Assignment >>
Search the records for "ChannelConfig". Copy every line where it appears.

Data excerpts >>
====
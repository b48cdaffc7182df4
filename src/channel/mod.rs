//! Push channel: connection lifecycle and the events it reports.
//!
//! The channel task owns the WebSocket. It never touches feed state; it
//! reports what happened as [`ChannelEvent`]s over an `mpsc` queue and the
//! session applies them to the feed one at a time, in delivery order.
//!
//! # State machine
//!
//! ```text
//! [Unconnected] --connect--> [Connecting] --Open--> [Open]
//! [Connecting | Open] --Closed / Error--> [Closed]
//! [Closed] --Reconnecting--> [Reconnecting] --Connecting--> [Connecting]
//! ```
//!
//! `Closed` is terminal for one connection. Under [`ReconnectPolicy::Never`]
//! (the default) it is terminal for the whole channel; under
//! [`ReconnectPolicy::Backoff`] the task reports `Reconnecting` and then
//! starts a brand new connection.

// Rust guideline compliant 2026-02

pub mod connection;

use std::time::Duration;

use serde::{Deserialize, Serialize};

use crate::constants::{CONNECT_TIMEOUT, INITIAL_BACKOFF_MS, MAX_BACKOFF_MS};

pub use connection::PushChannel;

/// Connection state as observed by the feed.
#[derive(Debug, Clone, PartialEq, Eq, Default)]
pub enum ConnectionState {
    /// No connection has been started.
    #[default]
    Unconnected,
    /// Handshake in progress.
    Connecting,
    /// Connected; messages may arrive.
    Open,
    /// Waiting before a fresh connection attempt.
    Reconnecting {
        /// Attempt number, starting at 1.
        attempt: u32,
        /// Milliseconds until the attempt starts.
        next_retry_ms: u64,
    },
    /// Connection ended (normal close, network failure or error).
    Closed,
}

impl ConnectionState {
    /// `true` only while the connection is open.
    pub fn is_connected(&self) -> bool {
        matches!(self, Self::Open)
    }

    /// State after `event`, or `None` if the event does not move this state.
    ///
    /// `Message` never changes state. `Open` is only accepted while
    /// connecting, and a closed connection only leaves `Closed` through
    /// `Reconnecting`.
    pub fn transition(&self, event: &ChannelEvent) -> Option<Self> {
        match (self, event) {
            (_, ChannelEvent::Message(_)) => None,
            (Self::Unconnected | Self::Reconnecting { .. }, ChannelEvent::Connecting) => {
                Some(Self::Connecting)
            }
            (Self::Connecting, ChannelEvent::Open) => Some(Self::Open),
            (
                Self::Connecting | Self::Open,
                ChannelEvent::Closed { .. } | ChannelEvent::Error(_),
            ) => Some(Self::Closed),
            (
                Self::Closed,
                ChannelEvent::Reconnecting {
                    attempt,
                    next_retry_ms,
                },
            ) => Some(Self::Reconnecting {
                attempt: *attempt,
                next_retry_ms: *next_retry_ms,
            }),
            _ => None,
        }
    }
}

impl std::fmt::Display for ConnectionState {
    fn fmt(&self, f: &mut std::fmt::Formatter<'_>) -> std::fmt::Result {
        match self {
            Self::Unconnected => write!(f, "unconnected"),
            Self::Connecting => write!(f, "connecting"),
            Self::Open => write!(f, "open"),
            Self::Reconnecting {
                attempt,
                next_retry_ms,
            } => write!(f, "reconnecting (attempt {attempt} in {next_retry_ms}ms)"),
            Self::Closed => write!(f, "closed"),
        }
    }
}

/// Something the channel task observed.
#[derive(Debug, Clone, PartialEq, Eq)]
pub enum ChannelEvent {
    /// A connection attempt has started.
    Connecting,
    /// The handshake completed.
    Open,
    /// A text frame arrived.
    Message(String),
    /// The connection closed.
    Closed {
        /// Close code.
        code: u16,
        /// Close reason.
        reason: String,
    },
    /// The connection failed or broke.
    Error(String),
    /// A new attempt is scheduled.
    Reconnecting {
        /// Attempt number, starting at 1.
        attempt: u32,
        /// Milliseconds until the attempt starts.
        next_retry_ms: u64,
    },
}

/// What the channel does after a connection ends.
#[derive(Debug, Clone, Copy, PartialEq, Eq, Default, Serialize, Deserialize)]
#[serde(tag = "mode", rename_all = "snake_case")]
pub enum ReconnectPolicy {
    /// Stay closed. A new feed session is needed to reconnect.
    #[default]
    Never,
    /// Retry with exponential backoff and jitter.
    Backoff {
        /// First delay in milliseconds.
        initial_ms: u64,
        /// Delay ceiling in milliseconds.
        max_ms: u64,
    },
}

impl ReconnectPolicy {
    /// Backoff with the crate defaults.
    pub fn backoff() -> Self {
        Self::Backoff {
            initial_ms: INITIAL_BACKOFF_MS,
            max_ms: MAX_BACKOFF_MS,
        }
    }

    /// Delay before retry number `attempt` (1-based), without jitter.
    ///
    /// Returns `None` when the policy does not retry.
    pub fn base_delay(&self, attempt: u32) -> Option<Duration> {
        match *self {
            Self::Never => None,
            Self::Backoff { initial_ms, max_ms } => {
                let shift = attempt.saturating_sub(1).min(20);
                let delay = initial_ms.saturating_mul(1_u64 << shift).min(max_ms);
                Some(Duration::from_millis(delay))
            }
        }
    }
}

/// Settings for one push channel.
#[derive(Debug, Clone)]
pub struct ChannelConfig {
    /// WebSocket endpoint.
    pub endpoint: String,
    /// Handshake timeout.
    pub connect_timeout: Duration,
    /// Behavior after a connection ends.
    pub reconnect: ReconnectPolicy,
}

impl ChannelConfig {
    /// Config for `endpoint` with default timeout and no reconnection.
    pub fn new(endpoint: impl Into<String>) -> Self {
        Self {
            endpoint: endpoint.into(),
            connect_timeout: CONNECT_TIMEOUT,
            reconnect: ReconnectPolicy::Never,
        }
    }
}
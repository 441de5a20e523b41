/// Like / dislike handlers
use crate::db::DiaryRepository;
use crate::error::Result;
use crate::middleware::Actor;
use crate::models::ReactionKind;
use crate::services::ReactionService;
use actix_web::{web, HttpResponse};
use uuid::Uuid;

async fn react(
    repo: web::Data<dyn DiaryRepository>,
    actor: Actor,
    kind: ReactionKind,
    post_id: Uuid,
) -> Result<HttpResponse> {
    let service = ReactionService::new(repo.into_inner());
    let reaction = service.react(&actor.0, kind, post_id).await?;

    Ok(HttpResponse::Created().json(reaction))
}

pub async fn like_post(
    repo: web::Data<dyn DiaryRepository>,
    actor: Actor,
    post_id: web::Path<Uuid>,
) -> Result<HttpResponse> {
    react(repo, actor, ReactionKind::Like, *post_id).await
}

pub async fn dislike_post(
    repo: web::Data<dyn DiaryRepository>,
    actor: Actor,
    post_id: web::Path<Uuid>,
) -> Result<HttpResponse> {
    react(repo, actor, ReactionKind::Dislike, *post_id).await
}
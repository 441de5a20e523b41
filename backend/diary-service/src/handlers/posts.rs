/// Post handlers - HTTP endpoints for post operations
use crate::db::DiaryRepository;
use crate::error::Result;
use crate::middleware::Actor;
use crate::models::{NewPost, PostChanges};
use crate::services::PostService;
use actix_web::{web, HttpResponse};
use uuid::Uuid;

/// Create a new post owned by the caller
pub async fn create_post(
    repo: web::Data<dyn DiaryRepository>,
    actor: Actor,
    req: web::Json<NewPost>,
) -> Result<HttpResponse> {
    let service = PostService::new(repo.into_inner());
    let post = service.create_post(&actor.0, req.into_inner()).await?;

    Ok(HttpResponse::Created().json(post))
}

/// List every public post
pub async fn list_posts(repo: web::Data<dyn DiaryRepository>, _actor: Actor) -> Result<HttpResponse> {
    let service = PostService::new(repo.into_inner());
    let posts = service.list_public_posts().await?;

    Ok(HttpResponse::Ok().json(posts))
}

/// List the caller's posts, public and private
pub async fn list_my_posts(
    repo: web::Data<dyn DiaryRepository>,
    actor: Actor,
) -> Result<HttpResponse> {
    let service = PostService::new(repo.into_inner());
    let posts = service.list_own_posts(&actor.0).await?;

    Ok(HttpResponse::Ok().json(posts))
}

/// List public posts in one category
pub async fn filter_posts(
    repo: web::Data<dyn DiaryRepository>,
    _actor: Actor,
    category: web::Path<String>,
) -> Result<HttpResponse> {
    let service = PostService::new(repo.into_inner());
    let posts = service.filter_by_category(&category).await?;

    Ok(HttpResponse::Ok().json(posts))
}

/// Update a post (PUT or PATCH, both partial)
pub async fn update_post(
    repo: web::Data<dyn DiaryRepository>,
    actor: Actor,
    post_id: web::Path<Uuid>,
    req: web::Json<PostChanges>,
) -> Result<HttpResponse> {
    let service = PostService::new(repo.into_inner());
    let post = service
        .update_post(&actor.0, *post_id, req.into_inner())
        .await?;

    Ok(HttpResponse::Ok().json(post))
}

/// Delete a post and everything attached to it
pub async fn delete_post(
    repo: web::Data<dyn DiaryRepository>,
    actor: Actor,
    post_id: web::Path<Uuid>,
) -> Result<HttpResponse> {
    let service = PostService::new(repo.into_inner());
    service.delete_post(&actor.0, *post_id).await?;

    Ok(HttpResponse::NoContent().finish())
}
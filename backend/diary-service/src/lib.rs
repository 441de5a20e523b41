/// Diary Service Library
///
/// Social diary backend: users write posts, comment on them, like or dislike
/// them and subscribe to each other.
///
/// # Modules
///
/// - `handlers`: HTTP request handlers and route registration
/// - `models`: Rows and input records
/// - `services`: Business logic layer
/// - `db`: Repository port and its PostgreSQL / in-memory adapters
/// - `middleware`: Authentication, acting-user extraction, permissions, metrics
/// - `error`: Error types and handling
/// - `config`: Configuration management
/// - `metrics`: Prometheus collectors
pub mod config;
pub mod db;
pub mod error;
pub mod handlers;
pub mod metrics;
pub mod middleware;
pub mod models;
pub mod services;

pub use config::Config;
pub use error::{AppError, Result};

/// Embedded schema migrations
pub static MIGRATOR: sqlx::migrate::Migrator = sqlx::migrate!("./migrations");
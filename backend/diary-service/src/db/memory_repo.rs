use super::{DiaryRepository, EdgeInsert};
use crate::error::Result;
use crate::models::{
    Category, Comment, CommentChanges, NewComment, NewPost, Post, PostChanges, Reaction,
    ReactionKind, Role, Subscription, User,
};
use chrono::Utc;
use std::collections::HashMap;
use tokio::sync::RwLock;
use uuid::Uuid;

#[derive(Default)]
struct Store {
    users: HashMap<Uuid, User>,
    // Vecs keep insertion order for listings
    posts: Vec<Post>,
    comments: Vec<Comment>,
    subscriptions: Vec<Subscription>,
    likes: Vec<Reaction>,
    dislikes: Vec<Reaction>,
}

impl Store {
    fn reactions(&self, kind: ReactionKind) -> &Vec<Reaction> {
        match kind {
            ReactionKind::Like => &self.likes,
            ReactionKind::Dislike => &self.dislikes,
        }
    }

    fn reactions_mut(&mut self, kind: ReactionKind) -> &mut Vec<Reaction> {
        match kind {
            ReactionKind::Like => &mut self.likes,
            ReactionKind::Dislike => &mut self.dislikes,
        }
    }

    fn post_mut(&mut self, post_id: Uuid) -> Option<&mut Post> {
        self.posts.iter_mut().find(|p| p.id == post_id)
    }

    fn remove_posts_where(&mut self, pred: impl Fn(&Post) -> bool) -> usize {
        let doomed: Vec<Uuid> = self.posts.iter().filter(|&p| pred(p)).map(|p| p.id).collect();
        self.posts.retain(|p| !doomed.contains(&p.id));
        self.comments.retain(|c| !doomed.contains(&c.post_id));
        self.likes.retain(|r| !doomed.contains(&r.post_id));
        self.dislikes.retain(|r| !doomed.contains(&r.post_id));
        doomed.len()
    }
}

/// Process-local repository with the same semantics as the PostgreSQL adapter.
///
/// A single write lock covers each edge insert and its counter update.
#[derive(Default)]
pub struct InMemoryDiaryRepository {
    store: RwLock<Store>,
}

impl InMemoryDiaryRepository {
    pub fn new() -> Self {
        Self::default()
    }
}

#[async_trait::async_trait]
impl DiaryRepository for InMemoryDiaryRepository {
    async fn ensure_user(&self, user_id: Uuid, username: &str) -> Result<User> {
        let mut store = self.store.write().await;
        let user = store.users.entry(user_id).or_insert_with(|| User {
            id: user_id,
            username: username.to_string(),
            role: Role::Member,
            subscribers: 0,
            created_at: Utc::now(),
        });
        user.username = username.to_string();
        Ok(user.clone())
    }

    async fn find_user(&self, user_id: Uuid) -> Result<Option<User>> {
        Ok(self.store.read().await.users.get(&user_id).cloned())
    }

    async fn set_user_role(&self, user_id: Uuid, role: Role) -> Result<Option<User>> {
        let mut store = self.store.write().await;
        Ok(store.users.get_mut(&user_id).map(|user| {
            user.role = role;
            user.clone()
        }))
    }

    async fn delete_user(&self, user_id: Uuid) -> Result<bool> {
        let mut store = self.store.write().await;
        if store.users.remove(&user_id).is_none() {
            return Ok(false);
        }

        store.remove_posts_where(|p| p.author_id == user_id);
        store.comments.retain(|c| c.author_id != user_id);

        let followed: Vec<Uuid> = store
            .subscriptions
            .iter()
            .filter(|s| s.subscriber_id == user_id)
            .map(|s| s.subscribed_to_id)
            .collect();
        for target in followed {
            if let Some(user) = store.users.get_mut(&target) {
                user.subscribers = (user.subscribers - 1).max(0);
            }
        }
        store
            .subscriptions
            .retain(|s| s.subscriber_id != user_id && s.subscribed_to_id != user_id);

        for kind in [ReactionKind::Like, ReactionKind::Dislike] {
            let reacted: Vec<Uuid> = store
                .reactions(kind)
                .iter()
                .filter(|r| r.author_id == user_id)
                .map(|r| r.post_id)
                .collect();
            for post_id in reacted {
                if let Some(post) = store.post_mut(post_id) {
                    match kind {
                        ReactionKind::Like => post.likes = (post.likes - 1).max(0),
                        ReactionKind::Dislike => post.dislikes = (post.dislikes - 1).max(0),
                    }
                }
            }
            store.reactions_mut(kind).retain(|r| r.author_id != user_id);
        }

        Ok(true)
    }

    async fn create_post(&self, author_id: Uuid, post: NewPost) -> Result<Post> {
        let now = Utc::now();
        let post = Post {
            id: Uuid::new_v4(),
            author_id,
            title: post.title,
            content: post.content,
            is_public: post.is_public,
            category: post.category,
            likes: 0,
            dislikes: 0,
            created_at: now,
            updated_at: now,
        };
        self.store.write().await.posts.push(post.clone());
        Ok(post)
    }

    async fn find_post(&self, post_id: Uuid) -> Result<Option<Post>> {
        let store = self.store.read().await;
        Ok(store.posts.iter().find(|p| p.id == post_id).cloned())
    }

    async fn list_public_posts(&self, category: Option<Category>) -> Result<Vec<Post>> {
        let store = self.store.read().await;
        Ok(store
            .posts
            .iter()
            .filter(|p| p.is_public && category.map_or(true, |c| p.category == c))
            .cloned()
            .collect())
    }

    async fn list_posts_by_author(&self, author_id: Uuid) -> Result<Vec<Post>> {
        let store = self.store.read().await;
        Ok(store
            .posts
            .iter()
            .filter(|p| p.author_id == author_id)
            .cloned()
            .collect())
    }

    async fn update_post(&self, post_id: Uuid, changes: PostChanges) -> Result<Option<Post>> {
        let mut store = self.store.write().await;
        Ok(store.post_mut(post_id).map(|post| {
            changes.apply_to(post);
            post.updated_at = Utc::now();
            post.clone()
        }))
    }

    async fn delete_post(&self, post_id: Uuid) -> Result<bool> {
        let mut store = self.store.write().await;
        Ok(store.remove_posts_where(|p| p.id == post_id) > 0)
    }

    async fn create_comment(
        &self,
        author_id: Uuid,
        comment: NewComment,
    ) -> Result<Option<Comment>> {
        let mut store = self.store.write().await;
        if !store.posts.iter().any(|p| p.id == comment.post_id) {
            return Ok(None);
        }

        let now = Utc::now();
        let comment = Comment {
            id: Uuid::new_v4(),
            post_id: comment.post_id,
            author_id,
            content: comment.content,
            created_at: now,
            updated_at: now,
        };
        store.comments.push(comment.clone());
        Ok(Some(comment))
    }

    async fn find_comment(&self, comment_id: Uuid) -> Result<Option<Comment>> {
        let store = self.store.read().await;
        Ok(store.comments.iter().find(|c| c.id == comment_id).cloned())
    }

    async fn list_comments(&self) -> Result<Vec<Comment>> {
        Ok(self.store.read().await.comments.clone())
    }

    async fn update_comment(
        &self,
        comment_id: Uuid,
        changes: CommentChanges,
    ) -> Result<Option<Comment>> {
        let mut store = self.store.write().await;
        Ok(store
            .comments
            .iter_mut()
            .find(|c| c.id == comment_id)
            .map(|comment| {
                comment.content = changes.content;
                comment.updated_at = Utc::now();
                comment.clone()
            }))
    }

    async fn delete_comment(&self, comment_id: Uuid) -> Result<bool> {
        let mut store = self.store.write().await;
        let before = store.comments.len();
        store.comments.retain(|c| c.id != comment_id);
        Ok(store.comments.len() < before)
    }

    async fn subscribe(
        &self,
        subscriber_id: Uuid,
        target_id: Uuid,
    ) -> Result<EdgeInsert<Subscription>> {
        let mut store = self.store.write().await;
        if !store.users.contains_key(&target_id) {
            return Ok(EdgeInsert::TargetMissing);
        }
        if store
            .subscriptions
            .iter()
            .any(|s| s.subscriber_id == subscriber_id && s.subscribed_to_id == target_id)
        {
            return Ok(EdgeInsert::Duplicate);
        }

        let subscription = Subscription {
            id: Uuid::new_v4(),
            subscriber_id,
            subscribed_to_id: target_id,
            created_at: Utc::now(),
        };
        store.subscriptions.push(subscription.clone());
        if let Some(target) = store.users.get_mut(&target_id) {
            target.subscribers += 1;
        }

        Ok(EdgeInsert::Created(subscription))
    }

    async fn unsubscribe(&self, subscriber_id: Uuid, target_id: Uuid) -> Result<bool> {
        let mut store = self.store.write().await;
        let before = store.subscriptions.len();
        store
            .subscriptions
            .retain(|s| !(s.subscriber_id == subscriber_id && s.subscribed_to_id == target_id));
        if store.subscriptions.len() == before {
            return Ok(false);
        }

        if let Some(target) = store.users.get_mut(&target_id) {
            target.subscribers = (target.subscribers - 1).max(0);
        }
        Ok(true)
    }

    async fn add_reaction(
        &self,
        kind: ReactionKind,
        author_id: Uuid,
        post_id: Uuid,
    ) -> Result<EdgeInsert<Reaction>> {
        let mut store = self.store.write().await;
        if !store.posts.iter().any(|p| p.id == post_id) {
            return Ok(EdgeInsert::TargetMissing);
        }
        if store
            .reactions(kind)
            .iter()
            .any(|r| r.author_id == author_id && r.post_id == post_id)
        {
            return Ok(EdgeInsert::Duplicate);
        }

        let reaction = Reaction {
            id: Uuid::new_v4(),
            author_id,
            post_id,
            created_at: Utc::now(),
        };
        store.reactions_mut(kind).push(reaction.clone());
        if let Some(post) = store.post_mut(post_id) {
            match kind {
                ReactionKind::Like => post.likes += 1,
                ReactionKind::Dislike => post.dislikes += 1,
            }
        }

        Ok(EdgeInsert::Created(reaction))
    }
}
====
Reply >>
pub struct ChannelConfig {
impl ChannelConfig {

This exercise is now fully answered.